### Exercise data
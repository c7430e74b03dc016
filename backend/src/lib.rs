pub mod config;
pub mod error;
pub mod inference;
pub mod models;
pub mod routes;

use std::sync::Arc;

use actix_cors::Cors;

use inference::Classifier;

/// Per-process application context handed to every request handler.
///
/// Holds the model loaded at startup; nothing in here changes afterwards.
#[derive(Clone)]
pub struct AppState {
    pub model: Arc<dyn Classifier>,
}

impl AppState {
    pub fn new(model: impl Classifier + 'static) -> Self {
        Self {
            model: Arc::new(model),
        }
    }
}

/// CORS policy: only the listed origins, any method or header, credentials allowed.
pub fn cors(allowed_origins: &[String]) -> Cors {
    allowed_origins
        .iter()
        .fold(Cors::default(), |cors, origin| cors.allowed_origin(origin))
        .allow_any_method()
        .allow_any_header()
        .supports_credentials()
        .max_age(3600)
}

### Exercise
Copy exactly the line that contains "pub mod config;" and every line after it, up to and including the last line of the records.

### Solution for this exercise
pub mod config;
pub mod error;
pub mod inference;
pub mod models;
pub mod routes;

use std::sync::Arc;

use actix_cors::Cors;

use inference::Classifier;

/// Per-process application context handed to every request handler.
///
/// Holds the model loaded at startup; nothing in here changes afterwards.
#[derive(Clone)]
pub struct AppState {
    pub model: Arc<dyn Classifier>,
}

impl AppState {
    pub fn new(model: impl Classifier + 'static) -> Self {
        Self {
            model: Arc::new(model),
        }
    }
}

/// CORS policy: only the listed origins, any method or header, credentials allowed.
pub fn cors(allowed_origins: &[String]) -> Cors {
    allowed_origins
        .iter()
        .fold(Cors::default(), |cors, origin| cors.allowed_origin(origin))
        .allow_any_method()
        .allow_any_header()
        .supports_credentials()
        .max_age(3600)
}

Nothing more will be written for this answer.